Conspiracy to Possess Drugs on Aircraft With Intent to Distribute Applies Extraterritorially
Appellants challenged the application of 21 U.S.C. § 963 to these circumstances: they hired U.S. citizens in the United States to fly to South America, obtain drugs, and then fly with those drugs to the United Kingdom. The panel finds that 21 U.S.C. § 959(b)(2), which prohibits the possession of illicit substances with intent to distribute either by a U.S. citizen on an aircraft or on an aircraft registered in the United States, applies extraterritorially since that was Congress’s intent and such application is constitutional.

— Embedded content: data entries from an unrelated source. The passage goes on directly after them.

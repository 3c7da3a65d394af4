//! The detection pipeline.
//!
//! A pass runs over one parsed document and produces every report:
//!
//! 1. Tag every element ([`crate::detect`]).
//! 2. Select variables and merge hierarchy hints.
//! 3. Match container patterns and order repeat groups.
//! 4. Assign variable keys.
//! 5. Check integrity and merge every diagnostic.

use std::collections::HashMap;

use indexmap::IndexMap;
use log::{debug, info};
use serde::Serialize;

use stencil_core::{
    element::{Document, Element},
    variable::VariableRecord,
};
use stencil_parser::{Diagnostic, ErrorCode};

use crate::{
    candidate::{self, Candidate},
    config::AppConfig,
    detect,
    hints::Hints,
    integrity,
    naming::NameRegistry,
    pattern::{self, PatternMatch, Placed, matcher},
    report::{self, IntegrityOutput, PatternReport, ValidationReport, VariableReport},
};

/// Everything a detection pass produces.
///
/// Serializes as `{variables, patterns, integrity}`. The annotated document
/// is kept for batch planning but not serialized.
#[derive(Debug, Serialize)]
pub struct Detection {
    #[serde(skip)]
    document: Document,
    variables: VariableReport,
    patterns: PatternReport,
    integrity: IntegrityOutput,
}

impl Detection {
    /// The document with every element's tag set.
    pub fn document(&self) -> &Document {
        &self.document
    }

    pub fn variables(&self) -> &VariableReport {
        &self.variables
    }

    pub fn patterns(&self) -> &PatternReport {
        &self.patterns
    }

    pub fn integrity(&self) -> &IntegrityOutput {
        &self.integrity
    }
}

/// Runs a full pass over a parsed document.
///
/// `diagnostics` are the parser's findings; they are merged into the
/// validation report.
pub(crate) fn run(
    document: Document,
    diagnostics: Vec<Diagnostic>,
    hints: &Hints,
    config: &AppConfig,
) -> Detection {
    info!(elements = document.element_count(), hints = hints.len(); "Detecting variables");
    let document = detect::annotate(document);

    let (variables, patterns, pattern_diagnostics) = {
        let candidates = candidate::collect(&document, hints, config.hints().min_confidence());
        debug!(candidates = candidates.len(); "Variables selected");

        let scan = matcher::scan(&document, &candidates);
        let placed = pattern::arrange(scan.matches, config.patterns().row_tolerance());
        debug!(matches = placed.len(), unmatched = scan.unmatched; "Patterns matched");

        let (records, patterns) = name(&candidates, &placed);
        (
            VariableReport::new(records),
            PatternReport::new(patterns, scan.unmatched),
            repeat_diagnostics(&placed),
        )
    };

    let check = integrity::check(&document, config.integrity().margin());
    let mut merged = diagnostics;
    merged.extend(report::integrity_diagnostics(&check));
    merged.extend(pattern_diagnostics);
    let validation = ValidationReport::new(merged);

    info!(
        variables = variables.total_variables,
        patterns = patterns.summary.total_matches,
        errors = validation.errors,
        warnings = validation.warnings;
        "Detection complete"
    );

    Detection {
        document,
        variables,
        patterns,
        integrity: IntegrityOutput {
            integrity_check: check,
            validation_report: validation,
        },
    }
}

/// Assigns keys and builds the records.
///
/// Pattern fields are named first, in repeat order. Every other candidate
/// gets a standalone key in document order.
fn name(candidates: &[Candidate<'_>], placed: &[Placed<'_>]) -> (Vec<VariableRecord>, Vec<PatternMatch>) {
    let mut names = NameRegistry::new();
    let mut keys: HashMap<usize, String> = HashMap::new();

    for placement in placed {
        let definition = placement.definition();
        let repeat_index = placement.is_indexed().then_some(placement.repeat_index);
        for &(field, index) in &placement.raw.fields {
            keys.insert(index, names.field(definition.prefix, repeat_index, field));
        }
    }

    let records: Vec<VariableRecord> = candidates
        .iter()
        .enumerate()
        .map(|(index, candidate)| {
            let key = match keys.remove(&index) {
                Some(key) => key,
                None => names.standalone(candidate.tag.primary_type()),
            };
            record(candidate, key)
        })
        .collect();

    let patterns = placed
        .iter()
        .map(|placement| {
            let fields: IndexMap<String, VariableRecord> = placement
                .raw
                .fields
                .iter()
                .map(|&(field, index)| (field.as_str().to_string(), records[index].clone()))
                .collect();
            PatternMatch {
                pattern_id: placement.definition().id,
                label: placement.definition().label,
                group_id: placement.raw.group.id().to_string(),
                fields,
                repeat_index: placement.repeat_index,
                repeat_total: placement.repeat_total,
                confidence: placement.raw.confidence,
            }
        })
        .collect();

    (records, patterns)
}

fn record(candidate: &Candidate<'_>, variable_key: String) -> VariableRecord {
    let element = candidate.element;
    VariableRecord {
        element_id: element.id().to_string(),
        element_path: element.path().clone(),
        variable_key,
        variable_type: candidate.tag.primary_type(),
        variable_label: candidate.tag.primary_label().to_string(),
        confidence: candidate.tag.confidence(),
        current_value: current_value(element),
        position: element.position(),
        size: element.size(),
        hierarchy_role: candidate.role,
    }
}

/// Text content for text elements, the element name otherwise.
fn current_value(element: &Element) -> String {
    element
        .content()
        .or_else(|| element.name())
        .unwrap_or_default()
        .to_string()
}

/// Reports each non-repeatable pattern that matched more than once.
fn repeat_diagnostics(placed: &[Placed<'_>]) -> Vec<Diagnostic> {
    placed
        .iter()
        .filter(|placement| {
            placement.repeat_index == 0
                && placement.is_indexed()
                && !placement.definition().repeatable
        })
        .map(|placement| {
            Diagnostic::warning(format!(
                "pattern `{}` is not repeatable but matched {} times",
                placement.definition().id,
                placement.repeat_total
            ))
            .with_code(ErrorCode::P001)
            .with_location(placement.raw.group.id())
            .with_help("fields are named with repeat indices")
        })
        .collect()
}

#[cfg(test)]
mod tests {
    use stencil_core::{
        element::{ElementKind, ElementPath, Layer},
        geometry::{Bounds, Size},
        semantic::TypeKey,
        variable::HierarchyRole,
    };

    use super::*;
    use crate::hints::Hint;

    fn text(id: &str, content: &str, path: ElementPath, y: f32) -> Element {
        Element::new(id, ElementKind::Text, Bounds::from_edges(10.0, y, 200.0, y + 30.0), path)
            .with_content(content)
    }

    fn contact_group(id: &str, layer_index: usize, y: f32) -> Element {
        let path = ElementPath::root(0).child(layer_index);
        Element::new(id, ElementKind::Group, Bounds::from_edges(0.0, y, 300.0, y + 100.0), path.clone())
            .with_children(vec![
                text(&format!("{id}_phone"), "13812345678", path.child(0), y)
                    .with_parent_id(Some(id.to_string())),
                text(&format!("{id}_mail"), "hi@example.com", path.child(1), y + 40.0)
                    .with_parent_id(Some(id.to_string())),
            ])
    }

    fn document(elements: Vec<Element>) -> Document {
        Document::new("test", Size::new(1000.0, 1000.0), vec![Layer::new("Layer 1", elements)])
    }

    #[test]
    fn test_standalone_keys() {
        let doc = document(vec![
            text("a", "张三", ElementPath::root(0).child(0), 0.0),
            text("b", "李四", ElementPath::root(0).child(1), 50.0),
        ]);
        let detection = run(doc, Vec::new(), &Hints::new(), &AppConfig::default());
        let keys: Vec<_> = detection
            .variables()
            .variables
            .iter()
            .map(|r| r.variable_key.as_str())
            .collect();

        assert_eq!(keys, ["name_0", "name_1"]);
        assert_eq!(detection.variables().variables[0].current_value, "张三");
        assert!(detection.integrity().validation_report.valid);
    }

    #[test]
    fn test_singleton_pattern_keys() {
        let doc = document(vec![contact_group("card", 0, 0.0)]);
        let detection = run(doc, Vec::new(), &Hints::new(), &AppConfig::default());

        let pattern = &detection.patterns().patterns[0];
        assert_eq!(pattern.pattern_id, "CONTACT_INFO");
        assert_eq!(pattern.repeat_total, 1);
        assert_eq!(pattern.fields["phone"].variable_key, "contact.phone");
        assert_eq!(pattern.fields["email"].variable_key, "contact.email");
        assert!(detection.variables().variable_map.contains_key("contact.phone"));
    }

    #[test]
    fn test_repeated_singleton_pattern_is_indexed_and_reported() {
        let doc = document(vec![
            contact_group("first", 0, 0.0),
            contact_group("second", 1, 500.0),
        ]);
        let detection = run(doc, Vec::new(), &Hints::new(), &AppConfig::default());

        let keys: Vec<_> = detection
            .patterns()
            .patterns
            .iter()
            .map(|p| p.fields["phone"].variable_key.as_str())
            .collect();
        assert_eq!(keys, ["contact_0.phone", "contact_1.phone"]);

        let validation = &detection.integrity().validation_report;
        assert!(validation.valid);
        assert_eq!(validation.warnings, 1);
        assert_eq!(validation.diagnostics[0].code(), Some(ErrorCode::P001));
    }

    #[test]
    fn test_hints_exclude_and_annotate() {
        let doc = document(vec![
            text("bg", "张三", ElementPath::root(0).child(0), 0.0),
            text("body", "李四", ElementPath::root(0).child(1), 50.0),
        ]);
        let mut hints = Hints::new();
        hints.insert("bg", Hint::new(HierarchyRole::Decoration, 0.9));
        hints.insert("body", Hint::new(HierarchyRole::ContentPrimary, 0.8));

        let detection = run(doc, Vec::new(), &hints, &AppConfig::default());
        let variables = &detection.variables().variables;

        assert_eq!(variables.len(), 1);
        assert_eq!(variables[0].element_id, "body");
        assert_eq!(variables[0].variable_key, "name_0");
        assert_eq!(variables[0].hierarchy_role, Some(HierarchyRole::ContentPrimary));
    }

    #[test]
    fn test_parser_diagnostics_are_merged() {
        let doc = document(vec![text("a", "hello", ElementPath::root(0).child(0), 5000.0)]);
        let parsed = vec![Diagnostic::warning("unknown element type").with_code(ErrorCode::E102)];
        let detection = run(doc, parsed, &Hints::new(), &AppConfig::default());
        let validation = &detection.integrity().validation_report;

        let codes: Vec<_> = validation.diagnostics.iter().map(|d| d.code()).collect();
        assert_eq!(codes, [Some(ErrorCode::E102), Some(ErrorCode::I003)]);
        assert_eq!(validation.warnings, 2);
        assert_eq!(detection.variables().by_type.get("text"), Some(&1));
        assert_eq!(detection.variables().variables[0].variable_type, TypeKey::Text);
    }
}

The panel reaches this decision by analyzing the statutory language, justifications for overcoming the presumption against extraterritorial application of U.S. statutes in the context of drug smuggling laws, and international law principles including that a country can supervise and regulate the acts of its citizens outside of its territories and the protective theory that a country can enforce criminal laws wherever if the act threatens the country’s security or directly interferes with its governmental operations. The panel also concluded that Congress had the authority to enact § 959(b) with extraterritorial application under the Necessary and Proper Clause as necessary to implement its treaty-making power. That said, the panel seemed comfortable with its decision because the facts of this case involved actions taken in the United States (coordination, hiring of mules, and ultimate receipt of money) that resulted in the drugs being possessed by U.S. citizens on a flight from South America to the United Kingdom. Perhaps a case without that extra hook—which is not statutorily required—would have a different result or at least cause a court more pause.